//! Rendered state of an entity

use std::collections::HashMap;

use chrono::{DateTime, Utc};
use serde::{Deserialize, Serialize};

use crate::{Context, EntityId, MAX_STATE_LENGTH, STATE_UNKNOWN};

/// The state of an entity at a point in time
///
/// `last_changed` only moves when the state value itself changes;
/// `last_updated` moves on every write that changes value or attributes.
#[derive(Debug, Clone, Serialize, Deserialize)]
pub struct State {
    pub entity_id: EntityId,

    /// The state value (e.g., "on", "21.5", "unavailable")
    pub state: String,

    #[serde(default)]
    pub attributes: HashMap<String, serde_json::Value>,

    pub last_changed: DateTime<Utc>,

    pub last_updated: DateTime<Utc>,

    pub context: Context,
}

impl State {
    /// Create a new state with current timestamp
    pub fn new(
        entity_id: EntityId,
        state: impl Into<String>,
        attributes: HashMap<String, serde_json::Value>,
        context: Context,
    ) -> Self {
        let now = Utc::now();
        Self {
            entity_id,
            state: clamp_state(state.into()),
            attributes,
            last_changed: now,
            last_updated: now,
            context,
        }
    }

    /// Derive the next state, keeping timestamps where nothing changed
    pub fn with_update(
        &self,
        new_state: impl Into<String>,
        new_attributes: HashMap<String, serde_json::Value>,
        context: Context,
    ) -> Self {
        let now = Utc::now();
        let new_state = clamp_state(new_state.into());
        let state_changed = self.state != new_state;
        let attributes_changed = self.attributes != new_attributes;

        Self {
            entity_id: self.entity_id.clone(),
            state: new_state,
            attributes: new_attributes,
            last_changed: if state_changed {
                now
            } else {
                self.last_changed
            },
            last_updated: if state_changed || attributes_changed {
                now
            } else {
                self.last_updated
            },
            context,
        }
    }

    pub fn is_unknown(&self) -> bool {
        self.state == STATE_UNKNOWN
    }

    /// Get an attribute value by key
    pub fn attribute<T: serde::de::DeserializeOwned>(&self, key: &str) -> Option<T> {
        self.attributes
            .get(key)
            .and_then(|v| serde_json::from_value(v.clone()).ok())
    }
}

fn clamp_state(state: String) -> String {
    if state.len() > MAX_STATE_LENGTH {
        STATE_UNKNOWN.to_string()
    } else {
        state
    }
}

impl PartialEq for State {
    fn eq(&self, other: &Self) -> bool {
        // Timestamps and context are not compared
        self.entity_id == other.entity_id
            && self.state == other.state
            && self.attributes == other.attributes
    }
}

● ● ● ● ●

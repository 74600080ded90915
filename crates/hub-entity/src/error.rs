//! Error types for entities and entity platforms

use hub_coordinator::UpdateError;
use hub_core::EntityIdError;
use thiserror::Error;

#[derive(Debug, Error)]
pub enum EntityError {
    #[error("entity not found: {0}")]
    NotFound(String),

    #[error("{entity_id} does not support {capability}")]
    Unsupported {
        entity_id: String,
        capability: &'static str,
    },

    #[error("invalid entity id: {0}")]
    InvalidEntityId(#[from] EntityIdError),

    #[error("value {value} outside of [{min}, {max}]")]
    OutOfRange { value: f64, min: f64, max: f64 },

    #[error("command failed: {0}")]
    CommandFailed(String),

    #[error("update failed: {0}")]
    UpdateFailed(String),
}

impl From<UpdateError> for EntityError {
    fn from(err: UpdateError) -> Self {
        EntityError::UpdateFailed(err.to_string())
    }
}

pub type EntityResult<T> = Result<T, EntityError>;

● ● ● ● ●

YOUR OBJECTIVE:
In the entries above, restate word for word the lines between the one holding "Rendered state of an entity" and the one holding "pub struct State", inclusive, and nothing besides.

RESULT:
//! Rendered state of an entity

use std::collections::HashMap;

use chrono::{DateTime, Utc};
use serde::{Deserialize, Serialize};

use crate::{Context, EntityId, MAX_STATE_LENGTH, STATE_UNKNOWN};

/// The state of an entity at a point in time
///
/// `last_changed` only moves when the state value itself changes;
/// `last_updated` moves on every write that changes value or attributes.
#[derive(Debug, Clone, Serialize, Deserialize)]
pub struct State {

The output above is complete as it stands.